───── Exercise data ─────

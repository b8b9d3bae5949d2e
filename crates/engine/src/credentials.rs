//! Credential lifecycle: lazy refresh with durable persistence.
//!
//! [`CredentialStore`] owns the config document for the lifetime of a run.
//! Callers ask for a valid access token; the store compares the stored
//! expiry (already margin-adjusted) against now and, when expired, performs
//! the platform's refresh exchange, rewrites the document to disk, and only
//! then hands the token out. A refresh must never be lost on a crash
//! between refresh and next use.
//!
//! Refresh is mutually exclusive by construction: `access_token` takes
//! `&mut self`, so a single run can never race two refreshes for the same
//! platform.

use std::path::{Path, PathBuf};

use chrono::{DateTime, Duration, Utc};
use orderdeck_core::Platform;
use secrecy::{ExposeSecret, SecretString};
use serde::Deserialize;
use tracing::instrument;

use crate::config::{AmazonConfig, ConfigDocument, ConfigError, EbayConfig, OAuthCredential, WooConfig};
use crate::error::SyncError;

/// Seconds subtracted from `expires_in` when recording a refreshed token,
/// so a token is never handed out moments before the server rejects it.
pub const TOKEN_SAFETY_MARGIN_SECS: i64 = 300;

/// How a platform's refresh endpoint wants the client identity.
#[derive(Debug, Clone, Copy)]
enum RefreshScheme {
    /// HTTP Basic `client_id:client_secret`, scope in the form body (eBay).
    BasicWithScope,
    /// `client_id`/`client_secret` as form fields, no Basic header
    /// (Amazon Login-with-Amazon token exchange).
    ClientFields,
}

/// Body of a successful refresh exchange.
#[derive(Debug, Deserialize)]
struct RefreshGrant {
    access_token: Option<String>,
    #[serde(default)]
    refresh_token: Option<String>,
    /// Token lifetime in seconds.
    expires_in: i64,
}

impl OAuthCredential {
    /// Whether the stored token is past its (margin-adjusted) expiry.
    #[must_use]
    pub fn is_expired(&self, now: DateTime<Utc>) -> bool {
        now >= self.expires_at
    }

    /// Fold a refresh grant into the credential. The refresh token rotates
    /// only when the response supplies a replacement; otherwise the old one
    /// stays valid and is kept.
    fn apply_refresh(&mut self, grant: &RefreshGrant, now: DateTime<Utc>) {
        if let Some(token) = &grant.access_token {
            self.access_token = SecretString::from(token.clone());
        }
        if let Some(rotated) = &grant.refresh_token {
            self.refresh_token = SecretString::from(rotated.clone());
        }
        self.expires_at = now + Duration::seconds(grant.expires_in - TOKEN_SAFETY_MARGIN_SECS);
    }
}

/// Owner of the durable credential document.
pub struct CredentialStore {
    path: PathBuf,
    doc: ConfigDocument,
}

impl CredentialStore {
    /// Load the document from `path`.
    ///
    /// # Errors
    ///
    /// Returns `ConfigError` if the document cannot be read or parsed.
    pub fn load(path: impl Into<PathBuf>) -> Result<Self, ConfigError> {
        let path = path.into();
        let doc = ConfigDocument::load(&path)?;
        Ok(Self { path, doc })
    }

    /// Write the in-memory document back to disk atomically.
    ///
    /// # Errors
    ///
    /// Returns `ConfigError` if serialization or the filesystem write fails.
    pub fn persist(&self) -> Result<(), ConfigError> {
        self.doc.persist(&self.path)
    }

    /// Path the document was loaded from.
    #[must_use]
    pub fn path(&self) -> &Path {
        &self.path
    }

    /// eBay settings.
    #[must_use]
    pub const fn ebay(&self) -> &EbayConfig {
        &self.doc.ebay
    }

    /// Amazon settings.
    #[must_use]
    pub const fn amazon(&self) -> &AmazonConfig {
        &self.doc.amazon
    }

    /// WooCommerce settings.
    #[must_use]
    pub const fn woocommerce(&self) -> &WooConfig {
        &self.doc.wc
    }

    /// Connection string for the normalized store.
    #[must_use]
    pub const fn database_url(&self) -> &SecretString {
        &self.doc.database_url
    }

    /// The Amazon `CreatedAfter` watermark, or the epoch before the first
    /// successful run.
    #[must_use]
    pub fn orders_after(&self) -> DateTime<Utc> {
        self.doc
            .amazon
            .get_orders_after
            .unwrap_or(DateTime::UNIX_EPOCH)
    }

    /// Advance the Amazon watermark. Never moves backwards; the caller
    /// persists after the run's insertion succeeded.
    pub fn advance_orders_after(&mut self, to: DateTime<Utc>) {
        let current = self.doc.amazon.get_orders_after;
        self.doc.amazon.get_orders_after = Some(current.map_or(to, |cur| cur.max(to)));
    }

    /// Return a valid (unexpired) access token for `platform`, refreshing
    /// and persisting first when necessary.
    ///
    /// A credential with `expires_at` in the future triggers zero refresh
    /// calls; an expired one triggers exactly one before the token is
    /// returned.
    ///
    /// # Errors
    ///
    /// Returns `SyncError::AuthRefresh` if the refresh exchange fails or
    /// returns no access token, `SyncError::Config` if the refreshed
    /// document cannot be persisted.
    #[instrument(skip(self, http))]
    pub async fn access_token(
        &mut self,
        http: &reqwest::Client,
        platform: Platform,
    ) -> Result<String, SyncError> {
        match platform {
            Platform::Ebay => {
                let refreshed = ensure_fresh(
                    http,
                    platform,
                    RefreshScheme::BasicWithScope,
                    &mut self.doc.ebay.credential,
                )
                .await?;
                if refreshed {
                    self.persist()?;
                    tracing::info!(%platform, "access token refreshed");
                }
                Ok(self.doc.ebay.credential.access_token.expose_secret().to_string())
            }
            Platform::Amazon => {
                let refreshed = ensure_fresh(
                    http,
                    platform,
                    RefreshScheme::ClientFields,
                    &mut self.doc.amazon.credential,
                )
                .await?;
                if refreshed {
                    self.persist()?;
                    tracing::info!(%platform, "access token refreshed");
                }
                Ok(self.doc.amazon.credential.access_token.expose_secret().to_string())
            }
            Platform::WooCommerce => Err(SyncError::AuthRefresh {
                platform,
                reason: "WooCommerce authenticates with consumer keys; there is no token to refresh"
                    .to_string(),
            }),
        }
    }

    #[cfg(test)]
    pub(crate) fn from_document(path: impl Into<PathBuf>, doc: ConfigDocument) -> Self {
        Self {
            path: path.into(),
            doc,
        }
    }
}

impl std::fmt::Debug for CredentialStore {
    fn fmt(&self, f: &mut std::fmt::Formatter<'_>) -> std::fmt::Result {
        f.debug_struct("CredentialStore")
            .field("path", &self.path)
            .field("doc", &self.doc)
            .finish()
    }
}

/// Refresh `cred` in place when expired. Returns whether a refresh happened.
async fn ensure_fresh(
    http: &reqwest::Client,
    platform: Platform,
    scheme: RefreshScheme,
    cred: &mut OAuthCredential,
) -> Result<bool, SyncError> {
    let now = Utc::now();
    if !cred.is_expired(now) {
        return Ok(false);
    }
    let grant = request_refresh(http, platform, scheme, cred).await?;
    cred.apply_refresh(&grant, now);
    Ok(true)
}

/// Perform the platform's refresh exchange.
async fn request_refresh(
    http: &reqwest::Client,
    platform: Platform,
    scheme: RefreshScheme,
    cred: &OAuthCredential,
) -> Result<RefreshGrant, SyncError> {
    let mut form: Vec<(&str, &str)> = vec![
        ("grant_type", "refresh_token"),
        ("refresh_token", cred.refresh_token.expose_secret()),
    ];

    let request = match scheme {
        RefreshScheme::BasicWithScope => {
            if let Some(scope) = &cred.scope {
                form.push(("scope", scope.as_str()));
            }
            http.post(&cred.refresh_endpoint)
                .basic_auth(&cred.client_id, Some(cred.client_secret.expose_secret()))
                .form(&form)
        }
        RefreshScheme::ClientFields => {
            form.push(("client_id", cred.client_id.as_str()));
            form.push(("client_secret", cred.client_secret.expose_secret()));
            http.post(&cred.refresh_endpoint).form(&form)
        }
    };

    let response = request.send().await?;
    let status = response.status();
    if !status.is_success() {
        let body = response.text().await.unwrap_or_default();
        return Err(SyncError::AuthRefresh {
            platform,
            reason: format!("HTTP {status}: {body}"),
        });
    }

    let grant: RefreshGrant = response.json().await?;
    if grant.access_token.is_none() {
        return Err(SyncError::AuthRefresh {
            platform,
            reason: "refresh response carried no access_token".to_string(),
        });
    }
    Ok(grant)
}

#[cfg(test)]
#[allow(clippy::unwrap_used)]
mod tests {
    use super::*;
    use crate::config::test_support::sample_document;

    fn grant(access: &str, refresh: Option<&str>, expires_in: i64) -> RefreshGrant {
        RefreshGrant {
            access_token: Some(access.to_string()),
            refresh_token: refresh.map(String::from),
            expires_in,
        }
    }

    #[test]
    fn test_is_expired_boundary() {
        let mut cred = sample_document().ebay.credential;
        let now = Utc::now();

        cred.expires_at = now + Duration::hours(1);
        assert!(!cred.is_expired(now));

        cred.expires_at = now - Duration::seconds(1);
        assert!(cred.is_expired(now));

        // Exactly at expiry counts as expired.
        cred.expires_at = now;
        assert!(cred.is_expired(now));
    }

    #[test]
    fn test_apply_refresh_subtracts_safety_margin() {
        let mut cred = sample_document().ebay.credential;
        let now = Utc::now();

        cred.apply_refresh(&grant("new-access", None, 7200), now);

        assert_eq!(cred.access_token.expose_secret(), "new-access");
        assert_eq!(
            cred.expires_at,
            now + Duration::seconds(7200 - TOKEN_SAFETY_MARGIN_SECS)
        );
    }

    #[test]
    fn test_refresh_token_rotates_only_when_supplied() {
        let mut cred = sample_document().ebay.credential;
        let now = Utc::now();
        let original_refresh = cred.refresh_token.expose_secret().to_string();

        cred.apply_refresh(&grant("a1", None, 3600), now);
        assert_eq!(cred.refresh_token.expose_secret(), original_refresh);

        cred.apply_refresh(&grant("a2", Some("rotated"), 3600), now);
        assert_eq!(cred.refresh_token.expose_secret(), "rotated");
    }

    #[tokio::test]
    async fn test_fresh_token_skips_refresh() {
        // A credential with a future expiry must be returned as-is with no
        // network traffic; nothing is listening on the refresh endpoint, so
        // any attempted refresh would error.
        let mut doc = sample_document();
        doc.ebay.credential.expires_at = Utc::now() + Duration::hours(2);
        doc.ebay.credential.refresh_endpoint = "http://127.0.0.1:1/token".to_string();
        let mut store = CredentialStore::from_document("/nonexistent/config.json", doc);

        let token = store
            .access_token(&reqwest::Client::new(), Platform::Ebay)
            .await
            .expect("fresh token returned without refresh");
        assert_eq!(token, "v^1.1#ebay-access");
    }

    #[tokio::test]
    async fn test_woocommerce_has_no_token_lifecycle() {
        let mut store =
            CredentialStore::from_document("/nonexistent/config.json", sample_document());
        let err = store
            .access_token(&reqwest::Client::new(), Platform::WooCommerce)
            .await
            .unwrap_err();
        assert!(matches!(
            err,
            SyncError::AuthRefresh {
                platform: Platform::WooCommerce,
                ..
            }
        ));
    }

    #[test]
    fn test_watermark_never_moves_backwards() {
        let mut store =
            CredentialStore::from_document("/nonexistent/config.json", sample_document());
        let earlier: DateTime<Utc> = "2024-01-01T00:00:00Z".parse().expect("parses");
        let later: DateTime<Utc> = "2024-03-01T00:00:00Z".parse().expect("parses");

        store.advance_orders_after(later);
        assert_eq!(store.orders_after(), later);

        store.advance_orders_after(earlier);
        assert_eq!(store.orders_after(), later);
    }

    #[test]
    fn test_missing_watermark_defaults_to_epoch() {
        let mut doc = sample_document();
        doc.amazon.get_orders_after = None;
        let store = CredentialStore::from_document("/nonexistent/config.json", doc);
        assert_eq!(store.orders_after(), DateTime::UNIX_EPOCH);
    }
}
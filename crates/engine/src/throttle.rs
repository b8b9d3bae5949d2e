//! Outbound call wrapper with exponential backoff on throttling.
//!
//! Throttling (HTTP 429) is the one recoverable failure: the wrapper sleeps
//! and retries indefinitely, doubling the delay on every consecutive
//! throttle. Any other non-success status surfaces immediately as
//! [`SyncError::RequestFailed`]; other 4xx/5xx are not blindly retried so
//! integration bugs are not masked.

use std::time::Duration;

use reqwest::StatusCode;

use crate::error::SyncError;

/// First delay after a throttling response.
pub const BASE_DELAY: Duration = Duration::from_secs(10);

/// Doubling delay sequence for consecutive throttles.
#[derive(Debug, Clone)]
pub struct Backoff {
    next: Duration,
}

impl Backoff {
    /// Start a sequence at [`BASE_DELAY`].
    #[must_use]
    pub const fn new() -> Self {
        Self::with_base(BASE_DELAY)
    }

    /// Start a sequence at a custom base delay.
    #[must_use]
    pub const fn with_base(base: Duration) -> Self {
        Self { next: base }
    }

    /// The delay to wait now; doubles the delay returned next time.
    pub fn next_delay(&mut self) -> Duration {
        let delay = self.next;
        self.next = self.next.saturating_mul(2);
        delay
    }
}

impl Default for Backoff {
    fn default() -> Self {
        Self::new()
    }
}

/// Build, send, and vet a request, retrying on throttle.
///
/// `build` constructs a fresh request per attempt, so time-sensitive pieces
/// (SigV4 timestamps) are re-stamped on every retry.
///
/// # Errors
///
/// Returns `SyncError::Http` on transport failure and
/// `SyncError::RequestFailed` on any non-throttle error status.
pub async fn send_with_backoff<F>(build: F) -> Result<reqwest::Response, SyncError>
where
    F: Fn() -> reqwest::RequestBuilder,
{
    let mut backoff = Backoff::new();
    loop {
        let response = build().send().await?;
        let status = response.status();

        if status == StatusCode::TOO_MANY_REQUESTS {
            let delay = backoff.next_delay();
            tracing::warn!(url = %response.url(), delay_secs = delay.as_secs(), "throttled, backing off");
            tokio::time::sleep(delay).await;
            continue;
        }

        if !status.is_success() {
            let url = response.url().to_string();
            let body = response.text().await.unwrap_or_default();
            return Err(SyncError::RequestFailed {
                status: status.as_u16(),
                url,
                body,
            });
        }

        return Ok(response);
    }
}
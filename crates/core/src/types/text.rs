//! Free-text helpers.

/// Truncate a string to at most `max_chars` characters, never splitting a
/// character. Oversized platform text (buyer names, item titles) is
/// truncated to its column limit rather than rejected.
#[must_use]
pub fn truncate_chars(s: &str, max_chars: usize) -> String {
    match s.char_indices().nth(max_chars) {
        Some((byte_idx, _)) => s.get(..byte_idx).unwrap_or(s).to_string(),
        None => s.to_string(),
    }
}
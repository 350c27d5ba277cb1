//! Error types for the todo store.
//!
//! # Design
//! Absence is not an error: an empty partition reads back as an empty
//! sequence and deleting a missing key returns nothing, so there is no
//! not-found variant. `Request` carries whatever the driver surfaced
//! (network, throttling, permission, malformed request) unmodified — this
//! component never retries and never translates store error codes; the
//! caller owns retry and backoff policy.

use thiserror::Error;

/// Errors returned by `TodoStore` operations.
#[derive(Debug, Error)]
pub enum StoreError {
    /// The underlying store rejected or failed the request.
    #[error("store request failed: {0}")]
    Request(String),

    /// A retrieved item lacks an attribute the operation depends on.
    #[error("item {user_id}/{todo_id} has no `{attribute}` attribute")]
    MissingAttribute {
        attribute: &'static str,
        user_id: String,
        todo_id: String,
    },

    /// A stored item could not be read back as a `TodoItem`.
    #[error("item deserialization failed: {0}")]
    Deserialization(String),

    /// An entity could not be serialized into store attributes.
    #[error("item serialization failed: {0}")]
    Serialization(String),
}
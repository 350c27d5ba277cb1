//! In-memory key-attribute store for integration tests.
//!
//! # Design
//! Implements `StoreClient` against a `BTreeMap` keyed by `(hash, range)`,
//! so a partition query naturally comes back in range-key order — the same
//! store-defined order the real table gives. The store semantics the façade
//! depends on are reproduced: unconditional put, upsert on update of a
//! missing key, idempotent delete returning the pre-delete image, and
//! `#alias`/`:placeholder` resolution in key conditions and update
//! expressions.

use std::collections::BTreeMap;
use std::sync::{Arc, Mutex};

use async_trait::async_trait;
use serde_json::Value;
use todo_store::{
    DeleteRequest, DeleteResponse, Item, PutRequest, QueryRequest, QueryResponse, ReturnValues,
    StoreClient, StoreError, UpdateRequest, UpdateResponse,
};
use tokio::sync::RwLock;

/// Key layout of the emulated table.
#[derive(Debug, Clone)]
pub struct TableSchema {
    pub table_name: String,
    pub hash_key: String,
    pub range_key: String,
    /// Secondary index sharing the table's hash key, if the table has one.
    pub index_name: Option<String>,
}

/// Shared in-memory store. Cloning yields a handle to the same data, so a
/// test can keep one handle while the component under test owns another.
#[derive(Clone)]
pub struct MemoryStore {
    inner: Arc<Inner>,
}

struct Inner {
    schema: TableSchema,
    items: RwLock<BTreeMap<(String, String), Item>>,
    injected_failure: Mutex<Option<String>>,
}

impl MemoryStore {
    pub fn new(schema: TableSchema) -> Self {
        Self {
            inner: Arc::new(Inner {
                schema,
                items: RwLock::new(BTreeMap::new()),
                injected_failure: Mutex::new(None),
            }),
        }
    }

    /// Fail the next request with `message`; subsequent requests succeed.
    pub fn fail_next(&self, message: &str) {
        *self.inner.injected_failure.lock().unwrap() = Some(message.to_string());
    }

    /// The raw image currently stored at `(hash, range)`, if any.
    pub async fn raw_item(&self, hash: &str, range: &str) -> Option<Item> {
        self.inner
            .items
            .read()
            .await
            .get(&(hash.to_string(), range.to_string()))
            .cloned()
    }

    fn check_failure(&self) -> Result<(), StoreError> {
        if let Some(message) = self.inner.injected_failure.lock().unwrap().take() {
            return Err(StoreError::Request(message));
        }
        Ok(())
    }

    fn check_table(&self, table_name: &str) -> Result<(), StoreError> {
        if table_name != self.inner.schema.table_name {
            return Err(StoreError::Request(format!(
                "table {table_name} does not exist"
            )));
        }
        Ok(())
    }
}

#[async_trait]
impl StoreClient for MemoryStore {
    async fn query(&self, request: QueryRequest) -> Result<QueryResponse, StoreError> {
        self.check_failure()?;
        self.check_table(&request.table_name)?;
        let schema = &self.inner.schema;
        if let Some(index) = &request.index_name {
            if schema.index_name.as_deref() != Some(index.as_str()) {
                return Err(StoreError::Request(format!("index {index} does not exist")));
            }
        }

        let (lhs, rhs) = split_assignment(&request.key_condition)?;
        let attribute = resolve_name(lhs, &request.expression_names)?;
        if attribute != schema.hash_key {
            return Err(StoreError::Request(format!(
                "`{attribute}` is not the partition key"
            )));
        }
        let value = resolve_value(rhs, &request.expression_values)?;
        let Some(hash) = value.as_str() else {
            return Err(StoreError::Request(
                "partition key value must be a string".to_string(),
            ));
        };

        let items = self.inner.items.read().await;
        let matched = items
            .iter()
            .filter(|((h, _), _)| h.as_str() == hash)
            .map(|(_, item)| item.clone())
            .collect();
        Ok(QueryResponse { items: matched })
    }

    async fn put(&self, request: PutRequest) -> Result<(), StoreError> {
        self.check_failure()?;
        self.check_table(&request.table_name)?;
        let schema = &self.inner.schema;
        let hash = key_attribute(&request.item, &schema.hash_key)?;
        let range = key_attribute(&request.item, &schema.range_key)?;
        self.inner
            .items
            .write()
            .await
            .insert((hash, range), request.item);
        Ok(())
    }

    async fn update(&self, request: UpdateRequest) -> Result<UpdateResponse, StoreError> {
        self.check_failure()?;
        self.check_table(&request.table_name)?;
        let assignments = parse_update_expression(&request)?;
        let schema = &self.inner.schema;
        let key = (request.key.user_id.clone(), request.key.todo_id.clone());

        let mut items = self.inner.items.write().await;
        let old = items.get(&key).cloned();
        let mut item = old.clone().unwrap_or_else(|| {
            // Upsert: a missing key materializes an item holding only the
            // key attributes and the assigned fields.
            let mut fresh = Item::new();
            fresh.insert(schema.hash_key.clone(), Value::String(key.0.clone()));
            fresh.insert(schema.range_key.clone(), Value::String(key.1.clone()));
            fresh
        });
        for (attribute, value) in assignments {
            item.insert(attribute, value);
        }
        items.insert(key, item.clone());

        let attributes = match request.return_values {
            ReturnValues::AllNew => Some(item),
            ReturnValues::AllOld => old,
            ReturnValues::None => None,
        };
        Ok(UpdateResponse { attributes })
    }

    async fn delete(&self, request: DeleteRequest) -> Result<DeleteResponse, StoreError> {
        self.check_failure()?;
        self.check_table(&request.table_name)?;
        // there is no post-delete image; the real store rejects this request
        if request.return_values == ReturnValues::AllNew {
            return Err(StoreError::Request(
                "ReturnValues ALL_NEW is not valid for delete".to_string(),
            ));
        }
        let key = (request.key.user_id.clone(), request.key.todo_id.clone());
        let old = self.inner.items.write().await.remove(&key);
        let attributes = match request.return_values {
            ReturnValues::AllOld => old,
            ReturnValues::AllNew | ReturnValues::None => None,
        };
        Ok(DeleteResponse { attributes })
    }
}

fn key_attribute(item: &Item, name: &str) -> Result<String, StoreError> {
    item.get(name)
        .and_then(Value::as_str)
        .map(str::to_string)
        .ok_or_else(|| StoreError::Request(format!("item missing key attribute `{name}`")))
}

/// Resolve a possibly `#aliased` attribute token against the names map.
fn resolve_name<'a>(
    token: &'a str,
    names: &'a BTreeMap<String, String>,
) -> Result<&'a str, StoreError> {
    if token.starts_with('#') {
        names.get(token).map(String::as_str).ok_or_else(|| {
            StoreError::Request(format!("undefined expression attribute name {token}"))
        })
    } else {
        Ok(token)
    }
}

fn resolve_value(token: &str, values: &BTreeMap<String, Value>) -> Result<Value, StoreError> {
    if !token.starts_with(':') {
        return Err(StoreError::Request(format!(
            "expected value placeholder, got `{token}`"
        )));
    }
    values.get(token).cloned().ok_or_else(|| {
        StoreError::Request(format!("undefined expression attribute value {token}"))
    })
}

/// Split `lhs = rhs`, tolerating missing spaces around the `=` (the search
/// key condition is written `#userId = :userId`, but drivers must also
/// accept the compact `#userId =:i` shape).
fn split_assignment(clause: &str) -> Result<(&str, &str), StoreError> {
    let (lhs, rhs) = clause.split_once('=').ok_or_else(|| {
        StoreError::Request(format!("malformed expression clause `{clause}`"))
    })?;
    Ok((lhs.trim(), rhs.trim()))
}

/// Parse a `set a = :v, b = :w` update expression into resolved
/// attribute/value pairs.
fn parse_update_expression(request: &UpdateRequest) -> Result<Vec<(String, Value)>, StoreError> {
    let expression = request.update_expression.trim();
    let clauses = expression
        .strip_prefix("set ")
        .or_else(|| expression.strip_prefix("SET "))
        .ok_or_else(|| {
            StoreError::Request(format!("unsupported update expression `{expression}`"))
        })?;

    clauses
        .split(',')
        .map(|clause| {
            let (lhs, rhs) = split_assignment(clause)?;
            let attribute = resolve_name(lhs, &request.expression_names)?;
            let value = resolve_value(rhs, &request.expression_values)?;
            Ok((attribute.to_string(), value))
        })
        .collect()
}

─────

Prompt: For the word "before", return every line of the records that holds it.

Your response:
/// so a token is never handed out moments before the server rejects it.
    /// The Amazon `CreatedAfter` watermark, or the epoch before the first
    /// calls; an expired one triggers exactly one before the token is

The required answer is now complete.